Check each line of the data below for the word "error", then extract the ones that have it.
++++
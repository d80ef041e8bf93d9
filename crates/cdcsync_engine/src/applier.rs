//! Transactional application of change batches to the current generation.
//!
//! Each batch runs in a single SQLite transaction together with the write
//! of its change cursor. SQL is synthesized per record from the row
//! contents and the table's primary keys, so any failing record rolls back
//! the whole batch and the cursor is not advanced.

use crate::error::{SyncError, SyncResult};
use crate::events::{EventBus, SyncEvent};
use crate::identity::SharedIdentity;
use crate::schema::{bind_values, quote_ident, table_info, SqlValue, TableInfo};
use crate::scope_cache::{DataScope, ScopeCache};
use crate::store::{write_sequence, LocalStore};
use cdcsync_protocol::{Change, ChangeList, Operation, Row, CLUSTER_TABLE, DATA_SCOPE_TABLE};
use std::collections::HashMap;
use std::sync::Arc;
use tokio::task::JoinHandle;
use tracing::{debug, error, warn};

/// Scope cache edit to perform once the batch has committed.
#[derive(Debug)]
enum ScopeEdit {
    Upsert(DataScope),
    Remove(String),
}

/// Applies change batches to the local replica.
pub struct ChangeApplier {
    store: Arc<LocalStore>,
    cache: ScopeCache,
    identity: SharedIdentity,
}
++++
▶ [Result for this task]:
use crate::error::{SyncError, SyncResult};
use tracing::{debug, error, warn};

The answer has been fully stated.